Saulnier, who is the frontman for the band CrossCountry, credits the success of the house show scene to a social media push by inviting people through Facebook events with his fellow co-founder and bandmate Emily McColgan.

"You just have to do things" Saulnier said. "We thought there might an audience because we had been to house shows in Bloomington, Athens and Columbus."

Saulnier and McColgan first began hosting shows in the fall of 2013, often playing alongside the bands that they booked. Joe Ittle, a drummer for the band The Alaskans, has offered his PA sound system for every single house show in Oxford since their inception.

One show in particular that sticks out in Saulnier's mind is from the spring of 2015.

"The audience sizes were the largest they've ever been and it was the ultimate validation of everything we'd been doing," Saulnier said. "I have a lot of good memories of that house, 'Mother Superior' on 321 W. High Street. We recorded our first EP for CrossCountry in the living room where bands played the following night."

Still, he remains apprehensive about the future of this relatively underground scene. Saulnier wonders if enough younger students and town residents will be inspired to carry on the legacy of hosting the house shows.

"I think there are a lot of really good people in Oxford, and the town can be conducive to a long-running show scene if there's enough interest in music or culture or art," Saulnier said. "But I think that the drinking culture has such a monolith presence here that this culture could just eat away at [the scene]."
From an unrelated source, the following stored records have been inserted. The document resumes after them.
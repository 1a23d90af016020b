use std::io;

use camino::{Utf8Path, Utf8PathBuf};
pub use line_index::{LineCol, LineIndex, TextSize};

/// A game-record source: where it came from and its text.
#[derive(Debug)]
pub struct File {
    path: Utf8PathBuf,
    text: String,
    line_index: LineIndex,
}

impl File {
    pub fn new(path: impl Into<Utf8PathBuf>, text: String) -> Self {
        let line_index = LineIndex::new(&text);
        Self { path: path.into(), text, line_index }
    }

    /// Reads a file from disk. Records in legacy charsets are decoded lossily.
    pub fn read(path: impl Into<Utf8PathBuf>) -> io::Result<Self> {
        let path = path.into();
        let bytes = std::fs::read(&path)?;
        let text = match String::from_utf8(bytes) {
            Ok(text) => text,
            Err(err) => String::from_utf8_lossy(err.as_bytes()).into_owned(),
        };
        Ok(Self::new(path, text))
    }

    pub fn path(&self) -> &Utf8Path {
        &self.path
    }

    pub fn text(&self) -> &str {
        &self.text
    }

    pub fn line_index(&self) -> &LineIndex {
        &self.line_index
    }

    /// One-based line and column of `offset`.
    pub fn line_col(&self, offset: TextSize) -> (u32, u32) {
        let LineCol { line, col } = self.line_index.line_col(offset);
        (line + 1, col + 1)
    }
}

#[cfg(test)]
mod tests {
    use super::*;

    #[test]
    fn line_col_is_one_based() {
        let file = File::new("game.sgf", "(;GM[1]\n;B[pd])\n".to_owned());
        assert_eq!(file.line_col(TextSize::new(0)), (1, 1));
        assert_eq!(file.line_col(TextSize::new(9)), (2, 2));
    }
}
use std::io::Write as _;

use anyhow::{Context, bail};
use camino::{Utf8Path, Utf8PathBuf};
use kifu_board::{BoardSize, Goban};
use kifu_errors::{Diagnostics, Renderer};
use kifu_inputs::File;
use kifu_parse::{ParseOptions, Statistics, parse, parse_with};
use kifu_patterns::{MergeOptions, PatternTree};
use kifu_tree::printer::{PrintOptions, to_sgf_string};
use kifu_tree::properties::PropertyTable;

fn read(path: &Utf8Path) -> anyhow::Result<File> {
    File::read(path.to_owned()).with_context(|| format!("failed to read `{path}`"))
}

fn write_output(output: Option<&Utf8Path>, text: &str) -> anyhow::Result<()> {
    match output {
        Some(path) => {
            std::fs::write(path, text).with_context(|| format!("failed to write `{path}`"))
        }
        None => std::io::stdout().write_all(text.as_bytes()).context("failed to write output"),
    }
}

fn show(file: &File, diagnostics: &Diagnostics, renderer: &Renderer, short: bool) {
    for diagnostic in diagnostics {
        if short {
            let (line, col) = file.line_col(diagnostic.range().start());
            eprintln!(
                "{}:{line}:{col}: {}: {}",
                file.path(),
                diagnostic.severity(),
                diagnostic.message()
            );
        } else {
            eprintln!("{}", diagnostic.render(renderer, file.path().as_str(), file.text()));
        }
    }
}

fn options_for(path: &Utf8Path, options: &ParseOptions) -> ParseOptions {
    ParseOptions { file_name: path.to_string(), ..options.clone() }
}

pub(crate) fn check(
    files: &[Utf8PathBuf],
    options: &ParseOptions,
    short: bool,
) -> anyhow::Result<()> {
    let renderer = Renderer::styled();
    let mut failed = 0;
    for path in files {
        let file = read(path)?;
        let parse = parse(file.text(), &options_for(path, options));
        show(&file, &parse.diagnostics, &renderer, short);
        if parse.diagnostics.has_errors() {
            failed += 1;
        }
        tracing::info!(
            file = %path,
            nodes = parse.tree.len(),
            properties = parse.tree.property_count(),
            limit_reached = parse.limit_reached,
            "checked"
        );
    }
    if failed > 0 {
        bail!("{failed} of {} files have errors", files.len());
    }
    Ok(())
}

pub(crate) fn print(
    path: &Utf8Path,
    output: Option<&Utf8Path>,
    print: &PrintOptions,
    labels: bool,
) -> anyhow::Result<()> {
    let file = read(path)?;
    let mut parse = parse(file.text(), &options_for(path, &ParseOptions::default()));
    show(&file, &parse.diagnostics, &Renderer::styled(), false);
    if parse.aborted {
        bail!("`{path}` could not be read to the end");
    }
    if labels {
        let written = parse.tree.relabel()?;
        tracing::debug!(written, "labelled branching nodes");
    }
    let text = to_sgf_string(&parse.tree, print)?;
    write_output(output, &text)
}

pub(crate) fn patterns(
    files: &[Utf8PathBuf],
    size: u32,
    handicap: u8,
    merge: &MergeOptions,
    output: Option<&Utf8Path>,
) -> anyhow::Result<()> {
    let mut patterns = PatternTree::new(BoardSize::new(size, size)?, handicap)?;
    let options = ParseOptions { comments: false, play: false, ..ParseOptions::default() };
    let renderer = Renderer::styled();
    let mut merged = 0;

    for path in files {
        let file = read(path)?;
        let parse = parse(file.text(), &options_for(path, &options));
        show(&file, &parse.diagnostics, &renderer, true);
        if parse.aborted {
            tracing::warn!(file = %path, "skipped, the record could not be read to the end");
            continue;
        }

        let report = patterns.merge(&parse.tree, merge);
        for error in &report.errors {
            tracing::warn!(file = %path, %error, "not merged");
        }
        if report.records_skipped > 0 {
            let skipped = report.records_skipped;
            tracing::warn!(file = %path, skipped, "only the first game was merged");
        }
        if report.is_clean() {
            merged += 1;
        }
    }

    tracing::info!(files = files.len(), merged, nodes = patterns.tree().len(), "patterns built");
    let text = to_sgf_string(patterns.tree(), &PrintOptions::default())?;
    write_output(output, &text)
}

pub(crate) fn stats(files: &[Utf8PathBuf]) -> anyhow::Result<()> {
    let mut stats = Statistics::new();
    let options = ParseOptions { comments: false, play: false, ..ParseOptions::default() };
    for path in files {
        let file = read(path)?;
        let options = options_for(path, &options);
        let parse = parse_with(file.text(), &options, Goban::default(), Some(&mut stats));
        if parse.diagnostics.has_errors() {
            let errors = parse.diagnostics.errors().count();
            tracing::warn!(file = %path, errors, "read with errors");
        }
    }
    print!("{}", stats.report());
    Ok(())
}

pub(crate) fn properties(verify: bool) -> anyhow::Result<()> {
    let table = PropertyTable::standard();
    if !verify {
        print!("{}", table.render());
        return Ok(());
    }

    let report = PropertyTable::standard_report()?;
    for warning in &report.warnings {
        eprintln!("warning: {warning}");
    }
    table.verify_order()?;
    println!("{report}");
    Ok(())
}
use std::fmt::Write as _;

use kifu_board::coord::{decode_loc, encode_loc};
use kifu_board::{BoardEngine, BoardError, Color, Goban, Loc, Point, handicap_points};

use crate::arena::Arena;
use crate::node::{NodeKind, Payload, TreeNode};
use crate::properties::{PropId, ValueKind};
use crate::traverse::{BreadthFirst, DepthFirstPost, DepthFirstPre};
use crate::value::PropertyValue;
use crate::{CapacityError, GameInfo, MoveError, NodeIdx, PropIdx, TreeError};

/// Index of the root node in every tree.
pub const ROOT: NodeIdx = NodeIdx::new(0);

/// A parsed collection of game records together with the board that was
/// driven while building it.
#[derive(Clone, Debug)]
pub struct GameTree<B = Goban> {
    nodes: Arena<TreeNode>,
    props: Arena<PropertyValue>,
    pub info: GameInfo,
    board: B,
    deleted: usize,
}

impl<B: BoardEngine + Default> Default for GameTree<B> {
    fn default() -> Self {
        Self::new(B::default())
    }
}

impl<B: BoardEngine> GameTree<B> {
    pub fn new(board: B) -> Self {
        let mut nodes = Arena::new();
        let _ = nodes.alloc(TreeNode::new(ROOT, NodeKind::Root, None, None, 0));
        Self { nodes, props: Arena::new(), info: GameInfo::default(), board, deleted: 0 }
    }

    pub fn board(&self) -> &B {
        &self.board
    }

    pub fn board_mut(&mut self) -> &mut B {
        &mut self.board
    }

    pub fn into_board(self) -> B {
        self.board
    }

    pub fn node(&self, idx: NodeIdx) -> &TreeNode {
        &self.nodes[idx]
    }

    pub fn get(&self, idx: NodeIdx) -> Option<&TreeNode> {
        self.nodes.get(idx)
    }

    pub fn parent(&self, idx: NodeIdx) -> Option<NodeIdx> {
        self.nodes[idx].parent()
    }

    #[allow(clippy::len_without_is_empty)]
    pub fn len(&self) -> usize {
        self.nodes.len()
    }

    pub fn property_count(&self) -> usize {
        self.props.len()
    }

    pub fn node_indices(&self) -> impl Iterator<Item = NodeIdx> + use<B> {
        self.nodes.keys()
    }

    pub fn add_child(
        &mut self,
        parent: NodeIdx,
        kind: NodeKind,
        depth: u32,
    ) -> Result<NodeIdx, CapacityError> {
        self.insert_node(parent, kind, None, depth)
    }

    pub fn add_move_child(
        &mut self,
        parent: NodeIdx,
        color: Color,
        loc: Loc,
        depth: u32,
    ) -> Result<NodeIdx, CapacityError> {
        self.insert_node(parent, NodeKind::for_move(color), Some(loc), depth)
    }

    pub fn add_sequence_child(
        &mut self,
        parent: NodeIdx,
        loc: Loc,
        depth: u32,
    ) -> Result<NodeIdx, CapacityError> {
        self.insert_node(parent, NodeKind::Sequence, Some(loc), depth)
    }

    /// The new node becomes the tail of the parent's child list.
    fn insert_node(
        &mut self,
        parent: NodeIdx,
        kind: NodeKind,
        loc: Option<Loc>,
        depth: u32,
    ) -> Result<NodeIdx, CapacityError> {
        let this = self.nodes.next_key().ok_or(CapacityError::Nodes)?;
        let node = TreeNode::new(this, kind, Some(parent), loc, depth);
        let idx = self.nodes.alloc(node).map_err(|_| CapacityError::Nodes)?;
        if let Some(tail) = self.nodes[parent].children.replace(idx) {
            self.nodes[idx].next_sibling = self.nodes[tail].next_sibling;
            self.nodes[tail].next_sibling = idx;
        }
        Ok(idx)
    }

    /// Appends `value` to the node's property list. A move node first turns
    /// into an interior node whose first property is its move.
    pub fn add_property(
        &mut self,
        node: NodeIdx,
        value: PropertyValue,
    ) -> Result<PropIdx, TreeError> {
        let needed = if self.nodes[node].inline_move().is_some() { 2 } else { 1 };
        if self.props.remaining() < needed {
            return Err(CapacityError::Properties.into());
        }
        if let Some((color, loc)) = self.nodes[node].open_properties()? {
            let moved = self.move_value(color, loc);
            self.link_property(node, moved)?;
        }
        Ok(self.link_property(node, value)?)
    }

    fn link_property(
        &mut self,
        node: NodeIdx,
        mut value: PropertyValue,
    ) -> Result<PropIdx, CapacityError> {
        let this = self.props.next_key().ok_or(CapacityError::Properties)?;
        let tail = self.nodes[node].property_tail();
        value.next = match tail {
            Some(tail) => self.props[tail].next,
            None => this,
        };
        let idx = self.props.alloc(value).map_err(|_| CapacityError::Properties)?;
        if let Some(tail) = tail {
            self.props[tail].next = idx;
        }
        self.nodes[node].payload = Payload::Properties(Some(idx));
        Ok(idx)
    }

    pub fn move_value(&self, color: Color, loc: Loc) -> PropertyValue {
        let id = match color {
            Color::Black => PropId::B,
            Color::White => PropId::W,
        };
        PropertyValue::new(id, ValueKind::Move, encode_loc(loc, self.info.is_ff4()))
    }

    /// Stores a move in `node`: inline when the node is still empty,
    /// otherwise as a `B`/`W` property.
    pub fn record_move(&mut self, node: NodeIdx, color: Color, loc: Loc) -> Result<(), TreeError> {
        if self.nodes[node].close_as_move(color, loc) {
            return Ok(());
        }
        let value = self.move_value(color, loc);
        self.add_property(node, value).map(drop)
    }

    /// Makes an empty interior node the first link of a sequence chain.
    pub fn record_sequence(&mut self, node: NodeIdx, loc: Loc) -> bool {
        self.nodes[node].close_as_sequence(loc)
    }

    pub fn children(&self, node: NodeIdx) -> Children<'_> {
        Children::of(&self.nodes, node)
    }

    pub fn properties(&self, node: NodeIdx) -> Properties<'_> {
        let tail = self.nodes[node].property_tail();
        Properties { props: &self.props, next: tail.map(|t| self.props[t].next), tail }
    }

    pub fn first_child(&self, node: NodeIdx) -> Option<NodeIdx> {
        self.nodes[node].children.map(|tail| self.nodes[tail].next_sibling)
    }

    pub fn has_siblings(&self, node: NodeIdx) -> bool {
        self.nodes[node].next_sibling != node
    }

    pub fn is_first_child(&self, node: NodeIdx) -> bool {
        self.parent(node).is_some_and(|parent| self.first_child(parent) == Some(node))
    }

    /// The move made in `node`, inline or from its first `B`/`W` property.
    pub fn get_move(&self, node: NodeIdx) -> Result<(Loc, Color), MoveError> {
        let n = &self.nodes[node];
        if let Some(found) = n.inline_move() {
            return Ok(found);
        }
        if n.kind() != NodeKind::Interior {
            return Err(MoveError::NotAMove(n.kind()));
        }
        let (value, color) = self
            .properties(node)
            .find_map(|(_, value)| Some((value, value.move_color()?)))
            .ok_or(MoveError::Missing)?;
        let loc = decode_loc(value.text(), self.board.size())
            .map_err(|_| MoveError::BadValue(value.text().to_owned()))?;
        Ok((loc, color))
    }

    /// The child of `parent` whose move is played at `loc`.
    pub fn find_child(&self, parent: NodeIdx, loc: Loc) -> Option<NodeIdx> {
        self.children(parent).find(|&child| self.get_move(child).is_ok_and(|(l, _)| l == loc))
    }

    pub fn property(&self, idx: PropIdx) -> &PropertyValue {
        &self.props[idx]
    }

    pub fn find_property(&self, node: NodeIdx, id: PropId) -> Option<&PropertyValue> {
        self.properties(node).map(|(_, value)| value).find(|value| value.is(id))
    }

    pub fn has_property(&self, node: NodeIdx, id: PropId, text: &str) -> bool {
        self.properties(node).any(|(_, value)| value.is(id) && value.text() == text)
    }

    /// Unlinks every `id` property of `node`. The slots stay allocated and
    /// are only counted.
    pub fn remove_properties(&mut self, node: NodeIdx, id: PropId) -> usize {
        let (kept, removed): (Vec<_>, Vec<_>) =
            self.properties(node).map(|(idx, value)| (idx, value.is(id))).partition(|p| !p.1);
        if removed.is_empty() {
            return 0;
        }
        for (i, &(idx, _)) in kept.iter().enumerate() {
            self.props[idx].next = kept[(i + 1) % kept.len()].0;
        }
        self.nodes[node].payload = Payload::Properties(kept.last().map(|&(idx, _)| idx));
        self.deleted += removed.len();
        removed.len()
    }

    pub fn deleted_properties(&self) -> usize {
        self.deleted
    }

    /// Puts the fixed handicap stones on the board and records them.
    pub fn place_handicap(&mut self, handicap: u8) -> Result<Vec<Point>, BoardError> {
        let size = self.board.size();
        let points = if size.is_square() { handicap_points(handicap, size.cols) } else { vec![] };
        for &point in &points {
            self.board.setup(point, Some(Color::Black))?;
        }
        self.info.handicap = handicap;
        self.info.handicap_stones.clone_from(&points);
        Ok(points)
    }

    pub fn breadth_first(&self, start: NodeIdx) -> BreadthFirst<'_> {
        BreadthFirst::new(&self.nodes, start)
    }

    pub fn depth_first_pre(&self, start: NodeIdx) -> DepthFirstPre<'_> {
        DepthFirstPre::new(&self.nodes, start)
    }

    pub fn depth_first_post(&self, start: NodeIdx) -> DepthFirstPost<'_> {
        DepthFirstPost::new(&self.nodes, start)
    }

    /// One line per node, indented by tree depth.
    pub fn debug_dump(&self) -> String {
        let mut out = String::new();
        let mut stack = vec![(ROOT, 0usize)];
        while let Some((idx, level)) = stack.pop() {
            let node = &self.nodes[idx];
            let _ = write!(out, "{:indent$}{idx} {:?}", "", node.kind(), indent = level * 2);
            match node.location() {
                Some(Loc::Pass) => out.push_str(" pass"),
                Some(Loc::Point(point)) => {
                    let _ = write!(out, " {point}");
                }
                None => {
                    for (_, value) in self.properties(idx) {
                        let _ = write!(out, " {}[{}]", value.prop().ident(), value.text());
                    }
                }
            }
            out.push('\n');
            let children = self.children(idx).collect::<Vec<_>>();
            stack.extend(children.into_iter().rev().map(|child| (child, level + 1)));
        }
        out
    }
}

/// Children of a node, first to last.
#[derive(Clone)]
pub struct Children<'a> {
    nodes: &'a Arena<TreeNode>,
    next: Option<NodeIdx>,
    tail: Option<NodeIdx>,
}

impl<'a> Children<'a> {
    pub(crate) fn of(nodes: &'a Arena<TreeNode>, node: NodeIdx) -> Self {
        let tail = nodes[node].children;
        Self { nodes, next: tail.map(|t| nodes[t].next_sibling), tail }
    }
}

impl Iterator for Children<'_> {
    type Item = NodeIdx;

    fn next(&mut self) -> Option<NodeIdx> {
        let current = self.next?;
        self.next = (Some(current) != self.tail).then(|| self.nodes[current].next_sibling);
        Some(current)
    }
}

/// Properties of a node in insertion order.
#[derive(Clone)]
pub struct Properties<'a> {
    props: &'a Arena<PropertyValue>,
    next: Option<PropIdx>,
    tail: Option<PropIdx>,
}

impl<'a> Iterator for Properties<'a> {
    type Item = (PropIdx, &'a PropertyValue);

    fn next(&mut self) -> Option<Self::Item> {
        let current = self.next?;
        let value = &self.props[current];
        self.next = (Some(current) != self.tail).then_some(value.next);
        Some((current, value))
    }
}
Many of the scene's original founding members and attendees are graduating this year or moving on.

Lubbers has decided to take up the mantle of organizing the shows for next year. He also hopes to increase the DIY/house show scene's social media presence by creating a Twitter, Instagram, official Facebook, etc., as well as potentially expanding to poetry readings and open mic nights.

Sophomore Rebecca Sowell will be replacing senior Lauren Salem in booking bands for shows on a regional, national and even international level.
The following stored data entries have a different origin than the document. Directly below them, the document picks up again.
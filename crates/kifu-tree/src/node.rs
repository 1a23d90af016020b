use kifu_board::{Color, Loc};

use crate::{NodeIdx, PropIdx, TreeError};

#[derive(Clone, Copy, Debug, PartialEq, Eq, Hash)]
pub enum NodeKind {
    Root,
    Collection,
    GameInfo,
    Interior,
    BlackMove,
    WhiteMove,
    Sequence,
    Transfer,
}

impl NodeKind {
    pub fn for_move(color: Color) -> Self {
        match color {
            Color::Black => Self::BlackMove,
            Color::White => Self::WhiteMove,
        }
    }

    pub fn move_color(self) -> Option<Color> {
        match self {
            Self::BlackMove => Some(Color::Black),
            Self::WhiteMove => Some(Color::White),
            _ => None,
        }
    }

    fn carries_location(self) -> bool {
        matches!(self, Self::BlackMove | Self::WhiteMove | Self::Sequence)
    }
}

#[derive(Clone, Copy, Debug, PartialEq, Eq)]
pub(crate) enum Payload {
    Location(Loc),
    Properties(Option<PropIdx>),
}

#[derive(Clone, Debug, PartialEq, Eq)]
pub struct TreeNode {
    kind: NodeKind,
    parent: Option<NodeIdx>,
    pub(crate) children: Option<NodeIdx>,
    pub(crate) next_sibling: NodeIdx,
    pub(crate) payload: Payload,
    move_depth: u32,
}

impl TreeNode {
    pub(crate) fn new(
        this: NodeIdx,
        kind: NodeKind,
        parent: Option<NodeIdx>,
        loc: Option<Loc>,
        move_depth: u32,
    ) -> Self {
        let payload = match loc {
            Some(loc) if kind.carries_location() => Payload::Location(loc),
            _ if kind.carries_location() => Payload::Location(Loc::Pass),
            _ => Payload::Properties(None),
        };
        Self { kind, parent, children: None, next_sibling: this, payload, move_depth }
    }

    pub fn kind(&self) -> NodeKind {
        self.kind
    }

    pub fn parent(&self) -> Option<NodeIdx> {
        self.parent
    }

    pub fn move_depth(&self) -> u32 {
        self.move_depth
    }

    pub fn has_children(&self) -> bool {
        self.children.is_some()
    }

    /// The location stored in the node itself, for move and sequence nodes.
    pub fn location(&self) -> Option<Loc> {
        match self.payload {
            Payload::Location(loc) => Some(loc),
            Payload::Properties(_) => None,
        }
    }

    pub fn inline_move(&self) -> Option<(Loc, Color)> {
        Some((self.location()?, self.kind.move_color()?))
    }

    pub(crate) fn property_tail(&self) -> Option<PropIdx> {
        match self.payload {
            Payload::Properties(tail) => tail,
            Payload::Location(_) => None,
        }
    }

    /// Makes the node able to hold properties.
    ///
    /// A move node turns into an interior node and hands back its move, which
    /// the caller stores as the first property. Sequence nodes never hold
    /// properties.
    pub(crate) fn open_properties(&mut self) -> Result<Option<(Color, Loc)>, TreeError> {
        match (self.kind, self.payload) {
            (_, Payload::Properties(_)) => Ok(None),
            (NodeKind::BlackMove | NodeKind::WhiteMove, Payload::Location(loc)) => {
                let color = self.kind.move_color().ok_or(TreeError::NoProperties(self.kind))?;
                self.kind = NodeKind::Interior;
                self.payload = Payload::Properties(None);
                Ok(Some((color, loc)))
            }
            (kind, Payload::Location(_)) => Err(TreeError::NoProperties(kind)),
        }
    }

    /// Turns an empty interior node into a move node.
    pub(crate) fn close_as_move(&mut self, color: Color, loc: Loc) -> bool {
        self.close(NodeKind::for_move(color), loc)
    }

    pub(crate) fn close_as_sequence(&mut self, loc: Loc) -> bool {
        self.close(NodeKind::Sequence, loc)
    }

    fn close(&mut self, kind: NodeKind, loc: Loc) -> bool {
        if self.kind == NodeKind::Interior && self.payload == Payload::Properties(None) {
            self.kind = kind;
            self.payload = Payload::Location(loc);
            true
        } else {
            false
        }
    }
}
use std::fmt::Write as _;
use std::hint::black_box;

use codspeed_criterion_compat::{
    BenchmarkId, Criterion, Throughput, criterion_group, criterion_main,
};
use kifu_board::BoardSize;
use kifu_parse::{ParseOptions, parse};
use kifu_patterns::{MergeOptions, PatternTree};

/// A record whose main line fills the board row by row, with a short
/// variation after every tenth move.
fn record(moves: usize) -> String {
    let mut text = String::from("(;GM[1]FF[4]SZ[19]PB[Black]PW[White]\n");
    let mut closing = 0;
    for i in 0..moves {
        let (col, row) = ((i % 19) as u8, (i / 19 % 19) as u8);
        let color = if i % 2 == 0 { 'B' } else { 'W' };
        let _ = write!(text, ";{color}[{}{}]", char::from(b'a' + col), char::from(b'a' + row));
        if i % 10 == 9 {
            let other = if color == 'B' { 'W' } else { 'B' };
            let _ = write!(text, "\n(;{other}[ss]C[tenuki])\n(");
            closing += 1;
        }
    }
    text.push_str(&")".repeat(closing + 1));
    text
}

fn benchmark_parser(c: &mut Criterion) {
    let records = [("short", record(40)), ("long", record(300))];
    let mut group = c.benchmark_group("Parser Benchmark");

    for (name, text) in &records {
        group.throughput(Throughput::Bytes(text.len() as u64));
        for (mode, play) in [("play", true), ("track", false)] {
            let options = ParseOptions { play, ..ParseOptions::default() };
            group.bench_with_input(BenchmarkId::new(mode, name), text, |b, text| {
                b.iter(|| black_box(parse(text, &options)));
            });
        }
    }

    group.finish();
}

fn benchmark_merge(c: &mut Criterion) {
    let parsed = parse(&record(120), &ParseOptions::default());
    let options = MergeOptions { move_limit: Some(60), ..MergeOptions::default() };

    c.bench_function("merge_record", |b| {
        b.iter(|| {
            let mut patterns =
                PatternTree::new(BoardSize::square(19), 0).expect("even game patterns");
            black_box(patterns.merge(&parsed.tree, &options));
        });
    });
}

criterion_group!(benches, benchmark_parser, benchmark_merge);
criterion_main!(benches);
use std::fmt::{self, Display};

pub use annotate_snippets::Renderer;
use annotate_snippets::{Level, Snippet};
pub use text_size::{TextRange, TextSize};

/// How bad a diagnostic is.
///
/// `Fatal` stops the current parse, `Error` is a structural problem that the
/// parser recovered from, `Warning` never affects the resulting tree.
#[derive(Clone, Copy, Debug, PartialEq, Eq, PartialOrd, Ord, Hash)]
pub enum Severity {
    Warning,
    Error,
    Fatal,
}

impl Severity {
    fn level(self) -> Level {
        match self {
            Self::Warning => Level::Warning,
            Self::Error | Self::Fatal => Level::Error,
        }
    }
}

impl Display for Severity {
    fn fmt(&self, f: &mut fmt::Formatter<'_>) -> fmt::Result {
        f.write_str(match self {
            Self::Warning => "warning",
            Self::Error => "error",
            Self::Fatal => "fatal",
        })
    }
}

#[derive(Clone, Debug, PartialEq, Eq, Hash)]
pub struct Diagnostic {
    severity: Severity,
    message: String,
    range: TextRange,
}

impl Diagnostic {
    pub fn message(&self) -> &str {
        &self.message
    }

    pub fn range(&self) -> TextRange {
        self.range
    }

    pub fn severity(&self) -> Severity {
        self.severity
    }

    pub fn new(severity: Severity, message: impl Into<String>, range: TextRange) -> Self {
        Self { severity, message: message.into(), range }
    }

    pub fn error(message: impl Into<String>, range: TextRange) -> Self {
        Self::new(Severity::Error, message, range)
    }

    pub fn warning(message: impl Into<String>, range: TextRange) -> Self {
        Self::new(Severity::Warning, message, range)
    }

    pub fn fatal(message: impl Into<String>, range: TextRange) -> Self {
        Self::new(Severity::Fatal, message, range)
    }

    pub fn render<'a>(
        &'a self,
        renderer: &'a Renderer,
        path: &'a str,
        text: &'a str,
    ) -> impl Display + 'a {
        let level = self.severity.level();
        let message = level.title(&self.message).snippet(
            Snippet::source(text)
                .origin(path)
                .annotation(level.span(self.range.into()).label("here"))
                .fold(true),
        );
        renderer.render(message)
    }
}

/// An ordered, de-duplicated collection of diagnostics for one source text.
#[derive(Clone, Debug, Default, PartialEq, Eq)]
pub struct Diagnostics {
    items: Vec<Diagnostic>,
}

impl Diagnostics {
    pub fn new() -> Self {
        Self::default()
    }

    pub fn push(&mut self, diagnostic: Diagnostic) {
        self.items.push(diagnostic);
    }

    pub fn error(&mut self, message: impl Into<String>, range: TextRange) {
        self.push(Diagnostic::error(message, range));
    }

    pub fn warning(&mut self, message: impl Into<String>, range: TextRange) {
        self.push(Diagnostic::warning(message, range));
    }

    pub fn fatal(&mut self, message: impl Into<String>, range: TextRange) {
        self.push(Diagnostic::fatal(message, range));
    }

    /// Sorts by position and drops repeats of the same message at the same
    /// offset.
    pub fn normalize(&mut self) {
        self.items.sort_by(|a, b| {
            a.range
                .start()
                .cmp(&b.range.start())
                .then_with(|| b.severity.cmp(&a.severity))
                .then_with(|| a.message.cmp(&b.message))
        });
        self.items.dedup_by(|b, a| {
            a.range.start() == b.range.start()
                && a.severity == b.severity
                && a.message == b.message
        });
    }

    pub fn iter(&self) -> impl Iterator<Item = &Diagnostic> {
        self.items.iter()
    }

    pub fn errors(&self) -> impl Iterator<Item = &Diagnostic> {
        self.items.iter().filter(|d| d.severity >= Severity::Error)
    }

    pub fn warnings(&self) -> impl Iterator<Item = &Diagnostic> {
        self.items.iter().filter(|d| d.severity == Severity::Warning)
    }

    pub fn has_errors(&self) -> bool {
        self.errors().next().is_some()
    }

    pub fn is_fatal(&self) -> bool {
        self.items.iter().any(|d| d.severity == Severity::Fatal)
    }

    pub fn len(&self) -> usize {
        self.items.len()
    }

    pub fn is_empty(&self) -> bool {
        self.items.is_empty()
    }
}

impl Extend<Diagnostic> for Diagnostics {
    fn extend<I: IntoIterator<Item = Diagnostic>>(&mut self, iter: I) {
        self.items.extend(iter);
    }
}

impl IntoIterator for Diagnostics {
    type Item = Diagnostic;
    type IntoIter = std::vec::IntoIter<Diagnostic>;

    fn into_iter(self) -> Self::IntoIter {
        self.items.into_iter()
    }
}

impl<'a> IntoIterator for &'a Diagnostics {
    type Item = &'a Diagnostic;
    type IntoIter = std::slice::Iter<'a, Diagnostic>;

    fn into_iter(self) -> Self::IntoIter {
        self.items.iter()
    }
}

#[cfg(test)]
mod tests {
    use super::*;

    fn at(offset: u32) -> TextRange {
        TextRange::empty(TextSize::new(offset))
    }

    #[test]
    fn normalize_sorts_by_offset_and_drops_repeats() {
        let mut diagnostics = Diagnostics::new();
        diagnostics.warning("unknown property", at(12));
        diagnostics.error("expected ';'", at(3));
        diagnostics.warning("unknown property", at(12));
        diagnostics.warning("unknown property", at(20));

        diagnostics.normalize();

        let offsets =
            diagnostics.iter().map(|d| u32::from(d.range().start())).collect::<Vec<_>>();
        assert_eq!(offsets, [3, 12, 20]);
        assert!(diagnostics.has_errors());
        assert_eq!(diagnostics.warnings().count(), 2);
    }

    #[test]
    fn fatal_counts_as_error() {
        let mut diagnostics = Diagnostics::new();
        diagnostics.fatal("node capacity exceeded", at(0));
        assert!(diagnostics.is_fatal());
        assert_eq!(diagnostics.errors().count(), 1);
    }
}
Sowell has been attending shows since first semester of her freshman year and fondly recollects seeing the band Hoops perform this time last year for the first time. Since then she has watched them rise to the ranks of her "Discover Weekly" Spotify playlist and even open for other bands on national tours.

"My goal for next year is to get Hoops to come back to Oxford," Sowell said. "They were in the last show of 2016, and it was such an incredible feeling to to listen to them."

Sowell is optimistic about the future of hosting the house shows and believes that such a welcoming community and inclusive space won't disappear just because its original members are moving on.

"The shows are easily my favorite thing about college," Sowell said. "They speak to my soul in a way; it gives me such a huge amount of happiness to my core, and I want to do that for others next year."